Baumgartner Christine, da Costa Bruno R, Collet Tinh-Hai, Feller Martin, Floriani Carmen, Bauer Douglas C, Cappola Anne R, Heckbert Susan R, Ceresini Graziano, Gussekloo Jacobijn, den Elzen Wendy P J, Peeters Robin P, Luben Robert, Völzke Henry, Dörr Marcus, Walsh John P, Bremner Alexandra, Iacoviello Massimo, Macfarlane Peter, Heeringa Jan, Stott David J, Westendorp Rudi G J, Khaw Kay-Tee, Magnani Jared W, Aujesky Drahomir, Rodondi Nicolas
Department of General Internal Medicine, Inselspital, Bern University Hospital, (C.B., M.F., C.F., D.A., N.R.).
Institute of Primary Health Care (BIHAM) (B.R.d.C., M.F., N.R.).
Circulation. 2017 Nov 28;136(22):2100-2116. doi: 10.1161/CIRCULATIONAHA.117.028753. Epub 2017 Oct 23.
Atrial fibrillation (AF) is a highly prevalent disorder leading to heart failure, stroke, and death. Enhanced understanding of modifiable risk factors may yield opportunities for prevention. The risk of AF is increased in subclinical hyperthyroidism, but it is uncertain whether variations in thyroid function within the normal range or subclinical hypothyroidism are also associated with AF.
We conducted a systematic review and obtained individual participant data from prospective cohort studies that measured thyroid function at baseline and assessed incident AF. Studies were identified from MEDLINE and EMBASE databases from inception to July 27, 2016. The euthyroid state was defined as thyroid-stimulating hormone (TSH) 0.45 to 4.49 mIU/L, and subclinical hypothyroidism as TSH 4.5 to 19.9 mIU/L with free thyroxine (fT4) levels within reference range. The association of TSH levels in the euthyroid and subclinical hypothyroid range with incident AF was examined by using Cox proportional hazards models. In euthyroid participants, we additionally examined the association between fT4 levels and incident AF.

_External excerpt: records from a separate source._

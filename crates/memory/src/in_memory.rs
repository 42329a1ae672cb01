//! In-memory backend: useful for testing and ephemeral sessions.

use crate::embedding::HashingEmbedder;
use crate::vector;
use async_trait::async_trait;
use sanskara_core::error::MemoryError;
use sanskara_core::memory::{Embedder, MemoryBackend, MemoryEntry, MemoryKind, MemoryScope};
use std::sync::Arc;
use tokio::sync::RwLock;
use uuid::Uuid;

/// Minimum cosine score for a similarity hit. Zero-overlap texts score 0.
const DEFAULT_MIN_SCORE: f32 = 0.01;

/// An in-memory backend that stores memories in a Vec.
/// Useful for testing and sessions where persistence isn't needed.
pub struct InMemoryBackend {
    entries: Arc<RwLock<Vec<MemoryEntry>>>,
    embedder: Arc<dyn Embedder>,
    min_score: f32,
}

impl InMemoryBackend {
    pub fn new() -> Self {
        Self::with_embedder(Arc::new(HashingEmbedder::default()))
    }

    pub fn with_embedder(embedder: Arc<dyn Embedder>) -> Self {
        Self {
            entries: Arc::new(RwLock::new(Vec::new())),
            embedder,
            min_score: DEFAULT_MIN_SCORE,
        }
    }

    pub fn with_min_score(mut self, min_score: f32) -> Self {
        self.min_score = min_score;
        self
    }

    /// Up to `limit` kept entries, newest first.
    async fn newest(&self, limit: usize, keep: impl Fn(&MemoryEntry) -> bool) -> Vec<MemoryEntry> {
        let entries = self.entries.read().await;
        let mut results: Vec<MemoryEntry> = entries.iter().filter(|&e| keep(e)).cloned().collect();
        // Reversed first so entries with equal timestamps come out last-stored first.
        results.reverse();
        results.sort_by(|a, b| b.created_at.cmp(&a.created_at));
        results.truncate(limit);
        results
    }
}

impl Default for InMemoryBackend {
    fn default() -> Self {
        Self::new()
    }
}

#[async_trait]
impl MemoryBackend for InMemoryBackend {
    fn name(&self) -> &str {
        "in_memory"
    }

    async fn store(&self, mut entry: MemoryEntry) -> Result<String, MemoryError> {
        if entry.id.is_empty() {
            entry.id = Uuid::new_v4().to_string();
        }
        if entry.embedding.is_none() {
            entry.embedding = Some(self.embedder.embed(&entry.text)?);
        }
        let id = entry.id.clone();
        self.entries.write().await.push(entry);
        Ok(id)
    }

    async fn search_similar(
        &self,
        scope: &MemoryScope,
        query: &str,
        limit: usize,
    ) -> Result<Vec<MemoryEntry>, MemoryError> {
        let query_embedding = self.embedder.embed(query)?;
        let entries = self.entries.read().await;
        Ok(vector::vector_search(
            entries.iter().filter(|e| &e.scope == scope),
            &query_embedding,
            limit,
            self.min_score,
        ))
    }

    async fn recent(
        &self,
        scope: &MemoryScope,
        limit: usize,
    ) -> Result<Vec<MemoryEntry>, MemoryError> {
        Ok(self.newest(limit, |e| &e.scope == scope).await)
    }

    async fn recent_by_kind(
        &self,
        scope: &MemoryScope,
        kind: MemoryKind,
        limit: usize,
    ) -> Result<Vec<MemoryEntry>, MemoryError> {
        Ok(self
            .newest(limit, |e| &e.scope == scope && e.kind == kind)
            .await)
    }

    async fn count(&self, scope: &MemoryScope) -> Result<usize, MemoryError> {
        Ok(self
            .entries
            .read()
            .await
            .iter()
            .filter(|e| &e.scope == scope)
            .count())
    }
}

#[cfg(test)]
mod tests {
    use super::*;
    use chrono::{Duration, Utc};

    fn scope(owner: &str) -> MemoryScope {
        MemoryScope::new("SanskaraAI", owner)
    }

    fn entry(owner: &str, text: &str, minutes_ago: i64) -> MemoryEntry {
        MemoryEntry::new(scope(owner), text, Utc::now() - Duration::minutes(minutes_ago))
    }

    #[tokio::test]
    async fn store_assigns_id_and_embedding() {
        let mem = InMemoryBackend::new();
        let id = mem.store(entry("w1", "Caterer shortlisted", 0)).await.unwrap();
        assert!(!id.is_empty());
        assert_eq!(mem.count(&scope("w1")).await.unwrap(), 1);
        assert!(mem.entries.read().await[0].embedding.is_some());
    }

    #[tokio::test]
    async fn search_is_scoped_and_ranked() {
        let mem = InMemoryBackend::new();
        mem.store(entry("w1", "Photographer budget is two lakh", 5)).await.unwrap();
        mem.store(entry("w1", "Mehendi starts at noon", 4)).await.unwrap();
        mem.store(entry("w2", "Photographer budget for another couple", 3)).await.unwrap();

        let results = mem
            .search_similar(&scope("w1"), "photographer budget", 5)
            .await
            .unwrap();
        assert!(!results.is_empty());
        assert_eq!(results[0].text, "Photographer budget is two lakh");
        assert!(results.iter().all(|e| e.scope.owner_id == "w1"));
    }

    #[tokio::test]
    async fn recent_is_newest_first() {
        let mem = InMemoryBackend::new();
        mem.store(entry("w1", "oldest", 30)).await.unwrap();
        mem.store(entry("w1", "newest", 1)).await.unwrap();
        mem.store(entry("w1", "middle", 10)).await.unwrap();

        let results = mem.recent(&scope("w1"), 2).await.unwrap();
        let texts: Vec<_> = results.iter().map(|e| e.text.as_str()).collect();
        assert_eq!(texts, ["newest", "middle"]);
    }

    #[tokio::test]
    async fn recent_by_kind_reaches_past_newer_turns() {
        let mem = InMemoryBackend::new();
        mem.store(entry("w1", "Session summary: venue booked", 60).with_kind(MemoryKind::SessionFinalSummary))
            .await
            .unwrap();
        for i in 0..10 {
            mem.store(entry("w1", &format!("turn {i}"), 50 - i)).await.unwrap();
        }

        let summaries = mem
            .recent_by_kind(&scope("w1"), MemoryKind::SessionFinalSummary, 1)
            .await
            .unwrap();
        assert_eq!(summaries.len(), 1);
        assert_eq!(summaries[0].text, "Session summary: venue booked");

        let turns = mem
            .recent_by_kind(&scope("w1"), MemoryKind::Turn, 3)
            .await
            .unwrap();
        let texts: Vec<_> = turns.iter().map(|e| e.text.as_str()).collect();
        assert_eq!(texts, ["turn 9", "turn 8", "turn 7"]);
    }

    #[tokio::test]
    async fn count_per_scope() {
        let mem = InMemoryBackend::new();
        mem.store(entry("w1", "a", 0)).await.unwrap();
        mem.store(entry("w2", "b", 0)).await.unwrap();
        assert_eq!(mem.count(&scope("w1")).await.unwrap(), 1);
        assert_eq!(mem.count(&scope("w3")).await.unwrap(), 0);
    }
}
//! Context assembly: merge fetched slices into one bounded context.
//!
//! Every slice is handled on its own. A slice that failed to load is
//! replaced by its empty value and named in `meta.defaulted_slices`; the
//! rest of the context is unaffected. After merging:
//!
//! - list slices are capped ([`ListCaps`])
//! - `recent_messages` keeps the newest `k_turns` turns, oldest first
//! - semantic facts are bounded by `top_k`
//! - the serialized size is estimated in tokens and, if it exceeds the soft
//!   budget, recent messages (oldest first) then semantic facts (least
//!   relevant first) are dropped until it fits or both are empty
//!
//! Assembly itself never fails.

use crate::intent::thread_hint;
use crate::token;
use chrono::{DateTime, Utc};
use sanskara_config::{ContextConfig, ListCaps};
use sanskara_core::context::{
    BudgetSummary, BudgetTotals, ContextMeta, ContextRequest, OrchestratorContext,
    TimelineSummary,
};
use sanskara_core::error::SliceError;
use sanskara_core::message::ChatTurn;
use sanskara_core::state::{
    BudgetState, CollaborationState, PlanState, Record, TaskState, VendorState,
};
use sanskara_memory::RecallOutcome;
use tracing::{debug, warn};

pub const SLICE_PLAN: &str = "plan";
pub const SLICE_TASKS: &str = "tasks";
pub const SLICE_BUDGET: &str = "budget";
pub const SLICE_VENDORS: &str = "vendors";
pub const SLICE_COLLABORATION: &str = "collaboration";
pub const SLICE_RECENT_MESSAGES: &str = "recent_messages";
pub const SLICE_SEMANTIC_MEMORY: &str = "semantic_memory";

/// Upper bound on re-estimates while the stored estimate settles.
const MEASURE_ROUNDS: usize = 4;

/// What became of one slice fetch.
#[derive(Debug, Clone)]
pub enum SliceOutcome<T> {
    Ready(T),
    /// Not requested for this scope; empty, and not a failure.
    Skipped,
    Failed(SliceError),
}

impl<T> SliceOutcome<T> {
    pub fn from_result(result: Result<T, SliceError>) -> Self {
        match result {
            Ok(value) => Self::Ready(value),
            Err(e) => Self::Failed(e),
        }
    }
}

impl<T> Default for SliceOutcome<T> {
    fn default() -> Self {
        Self::Skipped
    }
}

/// Everything fetched for one turn.
#[derive(Debug, Clone, Default)]
pub struct AssemblyInputs {
    pub plan: SliceOutcome<PlanState>,
    pub tasks: SliceOutcome<TaskState>,
    pub budget: SliceOutcome<BudgetState>,
    pub vendors: SliceOutcome<VendorState>,
    pub collaboration: SliceOutcome<CollaborationState>,
    pub recent_messages: SliceOutcome<Vec<ChatTurn>>,
    pub semantic: SliceOutcome<RecallOutcome>,
}

/// The context assembler. Stateless apart from its limits; create one and
/// reuse it.
#[derive(Debug, Clone)]
pub struct ContextAssembler {
    caps: ListCaps,
    max_tokens: usize,
    chars_per_token: usize,
}

impl Default for ContextAssembler {
    fn default() -> Self {
        Self::new(&ContextConfig::default())
    }
}

fn cap(mut list: Vec<Record>, max: usize) -> Vec<Record> {
    list.truncate(max);
    list
}

/// Unwrap a slice, noting failures in `defaulted`.
fn take<T>(outcome: SliceOutcome<T>, name: &str, defaulted: &mut Vec<String>) -> Option<T> {
    match outcome {
        SliceOutcome::Ready(value) => Some(value),
        SliceOutcome::Skipped => None,
        SliceOutcome::Failed(e) => {
            warn!(slice = name, error = %e, "Slice unavailable, using empty default");
            defaulted.push(name.to_owned());
            None
        }
    }
}

impl ContextAssembler {
    pub fn new(config: &ContextConfig) -> Self {
        Self {
            caps: config.caps.clone(),
            max_tokens: config.max_tokens,
            chars_per_token: config.chars_per_token.max(1),
        }
    }

    pub fn max_tokens(&self) -> usize {
        self.max_tokens
    }

    /// Assemble, stamping the context with the current time.
    pub fn assemble(&self, request: &ContextRequest, inputs: AssemblyInputs) -> OrchestratorContext {
        self.assemble_at(request, inputs, Utc::now())
    }

    /// Assemble with an explicit timestamp. Identical arguments give
    /// identical output.
    pub fn assemble_at(
        &self,
        request: &ContextRequest,
        inputs: AssemblyInputs,
        now: DateTime<Utc>,
    ) -> OrchestratorContext {
        let mut defaulted = Vec::new();
        let mut ctx = OrchestratorContext {
            current_wedding_id: Some(request.wedding_id().to_owned()),
            current_user_id: Some(request.user_id().to_owned()),
            current_user_role: request.user_role().map(str::to_owned),
            thread_hint: thread_hint(request.message()),
            ..Default::default()
        };

        if let Some(plan) = take(inputs.plan, SLICE_PLAN, &mut defaulted) {
            ctx.wedding_data = plan.wedding_data;
            ctx.user_display_name = plan.user_display_name;
            ctx.user_email = plan.user_email;
        }

        if let Some(tasks) = take(inputs.tasks, SLICE_TASKS, &mut defaulted) {
            ctx.timeline_summary = TimelineSummary {
                upcoming_count: tasks.upcoming_events.len(),
                overdue_count: tasks.overdue_tasks.len(),
                urgent_count: tasks.urgent_tasks.len(),
            };
            ctx.active_workflows = cap(tasks.active_workflows, self.caps.active_workflows);
            ctx.relevant_tasks = cap(tasks.relevant_tasks, self.caps.relevant_tasks);
            ctx.upcoming_events = cap(tasks.upcoming_events, self.caps.upcoming_events);
            ctx.overdue_tasks = cap(tasks.overdue_tasks, self.caps.overdue_tasks);
            ctx.urgent_tasks = cap(tasks.urgent_tasks, self.caps.urgent_tasks);
            ctx.upcoming_deadlines = cap(tasks.upcoming_deadlines, self.caps.upcoming_deadlines);
        }

        if let Some(budget) = take(inputs.budget, SLICE_BUDGET, &mut defaulted) {
            ctx.budget_totals = BudgetTotals {
                total_budget: budget.total_budget,
                total_spent: budget.total_spent,
                remaining_budget: budget.total_budget - budget.total_spent,
            };
            ctx.budget_summary = BudgetSummary {
                total_budget: budget.total_budget,
                total_spent: budget.total_spent,
                pending_amount: budget.pending_amount,
                total_items: budget.total_items,
            };
            ctx.budget_by_category = budget.by_category;
            ctx.recent_expenses = cap(budget.recent_expenses, self.caps.recent_expenses);
        }

        if let Some(vendors) = take(inputs.vendors, SLICE_VENDORS, &mut defaulted) {
            ctx.shortlisted_vendors = cap(vendors.shortlisted_vendors, self.caps.shortlisted_vendors);
            ctx.bookings = cap(vendors.bookings, self.caps.bookings);
        }

        if let Some(collab) = take(inputs.collaboration, SLICE_COLLABORATION, &mut defaulted) {
            ctx.pending_actions = collab.pending_actions;
            ctx.collab_status = collab.collab_status;
            ctx.guest_context = collab.guest_context;
        }

        if let Some(turns) = take(inputs.recent_messages, SLICE_RECENT_MESSAGES, &mut defaulted) {
            ctx.recent_messages = window(turns, request.k_turns());
        }

        if let Some(outcome) = take(inputs.semantic, SLICE_SEMANTIC_MEMORY, &mut defaulted) {
            ctx.meta.recall_path = outcome.path();
            let mut memory = outcome.into_memory();
            memory.truncate(request.top_k());
            ctx.semantic_memory = memory;
        }

        ctx.meta = ContextMeta {
            intent: Some(request.intent()),
            scope: Some(request.scope()),
            k_turns: request.k_turns(),
            top_k: request.top_k(),
            assembled_at: now,
            defaulted_slices: defaulted,
            ..std::mem::take(&mut ctx.meta)
        };

        self.fit_budget(&mut ctx);
        ctx
    }

    /// Estimate tokens and trim until under `max_tokens`, recording the
    /// estimate and the trimmed slices in `meta`.
    fn fit_budget(&self, ctx: &mut OrchestratorContext) {
        let mut estimate = self.measure(ctx);

        if estimate > self.max_tokens && !ctx.recent_messages.is_empty() {
            ctx.meta.truncated.push(SLICE_RECENT_MESSAGES.to_owned());
            while estimate > self.max_tokens && !ctx.recent_messages.is_empty() {
                ctx.recent_messages.remove(0);
                estimate = self.measure(ctx);
            }
        }

        if estimate > self.max_tokens && !ctx.semantic_memory.is_empty() {
            ctx.meta.truncated.push(SLICE_SEMANTIC_MEMORY.to_owned());
            while estimate > self.max_tokens && !ctx.semantic_memory.is_empty() {
                ctx.semantic_memory.truncate(ctx.semantic_memory.len() - 1);
                estimate = self.measure(ctx);
            }
        }

        if estimate > self.max_tokens {
            debug!(
                estimate,
                max_tokens = self.max_tokens,
                "Context still over soft budget after trimming"
            );
        }
    }

    /// Estimate `ctx` and store the result in `meta.token_estimate`.
    ///
    /// The stored number is part of what gets serialized, so estimating
    /// repeats until the value stops changing.
    fn measure(&self, ctx: &mut OrchestratorContext) -> usize {
        let mut estimate = token::estimate_serialized_tokens(ctx, self.chars_per_token);
        for _ in 0..MEASURE_ROUNDS {
            ctx.meta.token_estimate = Some(estimate);
            let next = token::estimate_serialized_tokens(ctx, self.chars_per_token);
            if next == estimate {
                break;
            }
            estimate = next;
        }
        ctx.meta.token_estimate = Some(estimate);
        estimate
    }
}

/// The newest `k` turns in ascending time order.
fn window(mut turns: Vec<ChatTurn>, k: usize) -> Vec<ChatTurn> {
    turns.sort_by_key(|t| t.created_at);
    let skip = turns.len().saturating_sub(k);
    turns.drain(..skip);
    turns
}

Of 30 085 participants from 11 cohorts (278 955 person-years of follow-up), 1958 (6.5%) had subclinical hypothyroidism and 2574 individuals (8.6%) developed AF during follow-up. TSH at baseline was not significantly associated with incident AF in euthyroid participants or those with subclinical hypothyroidism. Higher fT4 levels at baseline in euthyroid individuals were associated with increased AF risk in age- and sex-adjusted analyses (hazard ratio, 1.45; 95% confidence interval, 1.26-1.66, for the highest quartile versus the lowest quartile of fT4; for trend ≤0.001 across quartiles). Estimates did not substantially differ after further adjustment for preexisting cardiovascular disease.
In euthyroid individuals, higher circulating fT4 levels, but not TSH levels, are associated with increased risk of incident AF.
心房颤动(AF)是一种高度流行的疾病,可导致心力衰竭、中风和死亡。加强对可改变风险因素的认识可能带来预防机会。亚临床甲状腺功能亢进会增加房颤风险,但甲状腺功能在正常范围内的变化或亚临床甲状腺功能减退是否也与房颤有关尚不确定。
我们进行了一项系统评价,并从在基线测量甲状腺功能并评估房颤发生率的前瞻性队列研究中获取个体参与者数据。从MEDLINE和EMBASE数据库中检索从创建到2016年7月27日的研究。甲状腺功能正常状态定义为促甲状腺激素(TSH)0.45至4.49 mIU/L,亚临床甲状腺功能减退定义为TSH 4.5至19.9 mIU/L且游离甲状腺素(fT4)水平在参考范围内。使用Cox比例风险模型检查甲状腺功能正常和亚临床甲状腺功能减退范围内的TSH水平与房颤发生率之间的关联。在甲状腺功能正常的参与者中,我们还检查了fT4水平与房颤发生率之间的关联。
在来自11个队列的30085名参与者(278955人年的随访)中,1958人(6.5%)患有亚临床甲状腺功能减退,2574人(8.6%)在随访期间发生房颤。在甲状腺功能正常的参与者或亚临床甲状腺功能减退的参与者中,基线TSH与房颤发生率无显著关联。在年龄和性别调整分析中,甲状腺功能正常个体的基线fT4水平较高与房颤风险增加相关(风险比,1.45;95%置信区间,1.26 - 1.66,fT4最高四分位数与最低四分位数相比;四分位数间趋势≤0.001)。在进一步调整既往心血管疾病后,估计值无实质性差异。
在甲状腺功能正常的个体中,循环fT4水平较高而非TSH水平与房颤发生风险增加相关。